NBC Sports national columnist Posnanski (Paterno, 2012, etc.) scored numerous interviews with his principals over the years, but his text leans more toward the story of Watson; hovering nearby—always—is Nicklaus, whom the author declares golf’s greatest player. The author organizes the text into 18 “holes” (chapters), each of which is followed by a brief advice chapter—a sort of golfer’s guide to the game. These chapters have titles like “Play with Purpose.” Most feature Watson’s facile commentary and seem to have wandered onto Posnanski’s fairway like duffers in search of their lost balls. The principal interest here is in, well, the principals. We learn a lot about Watson: his difficult father (who never did like a shot his son hit); his obsessive, relentless practicing; his unsurpassed putting (a skill he lost later on); his right-wing politics; his bouts with alcohol when his career began to fade; his psychological makeup.

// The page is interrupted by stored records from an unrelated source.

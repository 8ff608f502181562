//! # StockScan Console Entry Point
//!
//! Reads one scanned token per line from stdin. Barcode scanners in
//! keyboard-wedge mode type the code followed by Enter, so pointing one at
//! this terminal is enough.
//!
//! ## Startup Sequence
//! 1. Initialize tracing (logging)
//! 2. Load configuration (`$STOCKSCAN_CONFIG` or the platform path)
//! 3. Open the database and spawn the enrichment worker
//! 4. Scan until `exit` or end of input

use std::process::ExitCode;

use tracing::error;

#[tokio::main]
async fn main() -> ExitCode {
    stockscan_lib::init_tracing();

    match stockscan_lib::run(None).await {
        Ok(()) => ExitCode::SUCCESS,
        Err(e) => {
            error!(code = %e.code(), error = %e, "StockScan failed");
            eprintln!("error [{}]: {}", e.code(), e);
            ExitCode::FAILURE
        }
    }
}
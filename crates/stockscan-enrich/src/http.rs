//! HTTP adapter for [`ProductLookup`].
//!
//! GETs the configured URL template with the SKU substituted and decodes the
//! body as a JSON [`ProductInfo`]. Unknown fields are ignored and missing
//! ones stay `None`.
//!
//! The SKU is percent-encoded before substitution, so `/`, `?`, `#` and the
//! GS separator of GS1 codes stay inside the path segment or query value
//! that holds the placeholder.

use async_trait::async_trait;
use reqwest::header::CACHE_CONTROL;
use stockscan_core::ProductInfo;
use tracing::debug;
use url::{form_urlencoded, Url};

use crate::config::{LookupConfig, SKU_PLACEHOLDER};
use crate::error::{EnrichError, EnrichResult};
use crate::lookup::ProductLookup;

/// Product lookup over HTTP.
#[derive(Debug, Clone)]
pub struct HttpLookup {
    client: reqwest::Client,
    url_template: String,
}

impl HttpLookup {
    /// Builds a client from the `[lookup]` settings.
    ///
    /// ## Errors
    /// [`EnrichError::InvalidConfig`] when no URL template is set or it does
    /// not parse as a URL.
    pub fn new(config: &LookupConfig) -> EnrichResult<Self> {
        let url_template = config
            .url_template
            .clone()
            .ok_or_else(|| EnrichError::InvalidConfig("url_template is not set".to_string()))?;
        expand(&url_template, "sku")?;

        let client = reqwest::Client::builder()
            .timeout(config.timeout())
            .user_agent(config.user_agent.clone())
            .build()?;

        Ok(HttpLookup {
            client,
            url_template,
        })
    }

    fn url_for(&self, sku: &str) -> EnrichResult<Url> {
        expand(&self.url_template, sku)
    }
}

/// Substitutes every placeholder in `template` with the encoded SKU.
pub(crate) fn expand(template: &str, sku: &str) -> EnrichResult<Url> {
    // form encoding writes spaces as '+'; a literal '+' is already %2B
    let encoded = form_urlencoded::byte_serialize(sku.as_bytes())
        .collect::<String>()
        .replace('+', "%20");

    Url::parse(&template.replace(SKU_PLACEHOLDER, &encoded))
        .map_err(|e| EnrichError::InvalidConfig(format!("invalid lookup URL: {e}")))
}

#[async_trait]
impl ProductLookup for HttpLookup {
    async fn lookup(&self, sku: &str, force_refresh: bool) -> EnrichResult<ProductInfo> {
        let url = self.url_for(sku)?;
        debug!(sku = %sku, url = %url, force_refresh, "Looking up product");

        let mut request = self.client.get(url);
        if force_refresh {
            request = request.header(CACHE_CONTROL, "no-cache");
        }

        let response = request.send().await?;
        let status = response.status();
        if !status.is_success() {
            return Err(EnrichError::HttpStatus(status.as_u16()));
        }

        response
            .json::<ProductInfo>()
            .await
            .map_err(|e| EnrichError::InvalidResponse(e.to_string()))
    }
}
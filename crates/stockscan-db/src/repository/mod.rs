//! # Repository Module
//!
//! One repository per store. Each one owns its own table and never opens a
//! transaction that touches another store's table.
//!
//! ```text
//! ┌─────────────────────────────────────────────────────────────────────────┐
//! │  Scanner / worker                                                       │
//! │       │                                                                 │
//! │       │  db.ledger().append(&event)                                     │
//! │       │  db.stock().apply_output("750105...")                           │
//! │       │  db.catalog().fill_missing(sku, &info)                          │
//! │       ▼                                                                 │
//! │  LedgerRepository ── scans    (append-only, newest id = newest row)     │
//! │  StockRepository  ── stock    (read-compute-write per SKU)              │
//! │  CatalogRepository ─ catalog  (blank fields upgraded, never downgraded) │
//! └─────────────────────────────────────────────────────────────────────────┘
//! ```
//!
//! ## Available Repositories
//!
//! - [`LedgerRepository`](ledger::LedgerRepository) - Scan ledger
//! - [`StockRepository`](stock::StockRepository) - Current-stock projection
//! - [`CatalogRepository`](catalog::CatalogRepository) - Product metadata

pub mod catalog;
pub mod ledger;
pub mod stock;
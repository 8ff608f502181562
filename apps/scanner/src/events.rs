//! # Presentation Callbacks
//!
//! The scanner never prints anything itself. Whatever renders it (the
//! console loop in `main.rs`, a GUI, a test) implements [`ScanEventSink`]
//! and receives notifications as tokens are dispatched.
//!
//! ```text
//! ┌─────────────────────────────────────────────────────────────────────────┐
//! │  Scanner::dispatch(token)                                               │
//! │       │                                                                 │
//! │       ├── mode switched ──────────► on_mode_change("output")            │
//! │       ├── NotInStock / bad % ─────► on_warning("SKU 999 not in stock")  │
//! │       ├── Set step 1, undo, ... ──► on_info("scan a percentage")        │
//! │       └── command / config ───────► on_log_refresh()                    │
//! └─────────────────────────────────────────────────────────────────────────┘
//! ```

use std::io::Write;

use stockscan_core::ModeKind;

/// Receives scanner notifications. Implementations must not block.
pub trait ScanEventSink: Send + Sync {
    /// A mode-switch token (or an undo) changed the active mode.
    fn on_mode_change(&self, mode: ModeKind);

    /// A recoverable problem the operator should see.
    fn on_warning(&self, message: &str);

    /// Progress messages such as the Set mode percent prompt.
    fn on_info(&self, _message: &str) {}

    /// A command or config token ran; views of the ledger may be stale.
    fn on_log_refresh(&self) {}
}

/// Discards every notification.
#[derive(Debug, Clone, Copy, Default)]
pub struct NoOpSink;

impl ScanEventSink for NoOpSink {
    fn on_mode_change(&self, _mode: ModeKind) {}

    fn on_warning(&self, _message: &str) {}
}

/// Writes notifications to stdout/stderr for the console binary.
#[derive(Debug, Clone, Copy, Default)]
pub struct ConsoleSink;

impl ScanEventSink for ConsoleSink {
    fn on_mode_change(&self, mode: ModeKind) {
        println!("mode: {}", mode);
    }

    fn on_warning(&self, message: &str) {
        eprintln!("warning: {}", message);
    }

    fn on_info(&self, message: &str) {
        println!("{}", message);
    }

    fn on_log_refresh(&self) {
        // prompts are written without a newline; keep them visible
        let _ = std::io::stdout().flush();
    }
}
//! # Database Error Types
//!
//! Error types for database operations.
//!
//! ## Error Flow
//! ```text
//! ┌─────────────────────────────────────────────────────────────────────────┐
//! │                    Error Propagation                                    │
//! │                                                                         │
//! │  SQLite Error (sqlx::Error)          Domain rule (CoreError)            │
//! │       │                                    │                            │
//! │       ▼                                    ▼                            │
//! │  DbError (this module) ◄───────────────────┘                           │
//! │       │                                                                 │
//! │       ▼                                                                 │
//! │  AppError (scanner) ← storage faults propagate, domain → warning       │
//! └─────────────────────────────────────────────────────────────────────────┘
//! ```

use stockscan_core::CoreError;
use thiserror::Error;

/// Database operation errors.
#[derive(Debug, Error)]
pub enum DbError {
    /// Entity not found in database.
    #[error("{entity} not found: {id}")]
    NotFound { entity: String, id: String },

    /// Unique constraint violation.
    #[error("Duplicate {field}: '{value}' already exists")]
    UniqueViolation { field: String, value: String },

    /// CHECK constraint violation (qty < 0, percent out of range, ...).
    #[error("Constraint violation: {0}")]
    ConstraintViolation(String),

    /// A projection operation was refused by the stock rules.
    ///
    /// No row was mutated.
    #[error(transparent)]
    Core(#[from] CoreError),

    /// Database connection failed.
    #[error("Connection failed: {0}")]
    ConnectionFailed(String),

    /// Migration failed.
    #[error("Migration failed: {0}")]
    MigrationFailed(String),

    /// Query execution failed.
    #[error("Query failed: {0}")]
    QueryFailed(String),

    /// Pool exhausted (all connections in use).
    #[error("Connection pool exhausted")]
    PoolExhausted,

    /// Internal database error.
    #[error("Internal database error: {0}")]
    Internal(String),
}

impl DbError {
    /// Creates a NotFound error for a given entity type and ID.
    pub fn not_found(entity: impl Into<String>, id: impl Into<String>) -> Self {
        DbError::NotFound {
            entity: entity.into(),
            id: id.into(),
        }
    }

    /// The domain error carried by this error, if any.
    pub fn as_core(&self) -> Option<&CoreError> {
        match self {
            DbError::Core(err) => Some(err),
            _ => None,
        }
    }
}

/// Convert sqlx errors to DbError.
///
/// ## Error Mapping
/// ```text
/// sqlx::Error::RowNotFound    → DbError::NotFound
/// sqlx::Error::Database       → Analyze message for constraint type
/// sqlx::Error::PoolTimedOut   → DbError::PoolExhausted
/// Other                       → DbError::Internal
/// ```
impl From<sqlx::Error> for DbError {
    fn from(err: sqlx::Error) -> Self {
        match err {
            sqlx::Error::RowNotFound => DbError::NotFound {
                entity: "Record".to_string(),
                id: "unknown".to_string(),
            },

            sqlx::Error::Database(db_err) => {
                let msg = db_err.message();

                // "UNIQUE constraint failed: <table>.<column>"
                // "CHECK constraint failed: <expr>"
                if msg.contains("UNIQUE constraint failed") {
                    let field = msg
                        .split("UNIQUE constraint failed: ")
                        .nth(1)
                        .unwrap_or("unknown")
                        .to_string();
                    DbError::UniqueViolation {
                        field,
                        value: "unknown".to_string(),
                    }
                } else if msg.contains("CHECK constraint failed") {
                    DbError::ConstraintViolation(msg.to_string())
                } else {
                    DbError::QueryFailed(msg.to_string())
                }
            }

            sqlx::Error::PoolTimedOut => DbError::PoolExhausted,

            sqlx::Error::PoolClosed => DbError::ConnectionFailed("Pool is closed".to_string()),

            _ => DbError::Internal(err.to_string()),
        }
    }
}

impl From<sqlx::migrate::MigrateError> for DbError {
    fn from(err: sqlx::migrate::MigrateError) -> Self {
        DbError::MigrationFailed(err.to_string())
    }
}

/// Result type for database operations.
pub type DbResult<T> = Result<T, DbError>;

We also learn about Nicklaus, though in less detail. The author reminds us of the Bear’s early-career weight problems, for example, and demonstrates the adaptations he made to his game as he aged. The golf-course battles between the two are among the highlights. Posnanski is at his best when narrating events, at his weakest when waxing philosophical. Occasionally, he clutches at cliché. “The fans were frenzied, the air felt electric,” he writes of the 1977 British Open battle between the two at Turnberry, a classic duel whose highlights readers can now revisit on YouTube. The author ends with Watson’s near-win of the Open in 2009.
Some stellar shots, a few slices and hooks, and a couple putts that hang on the lip.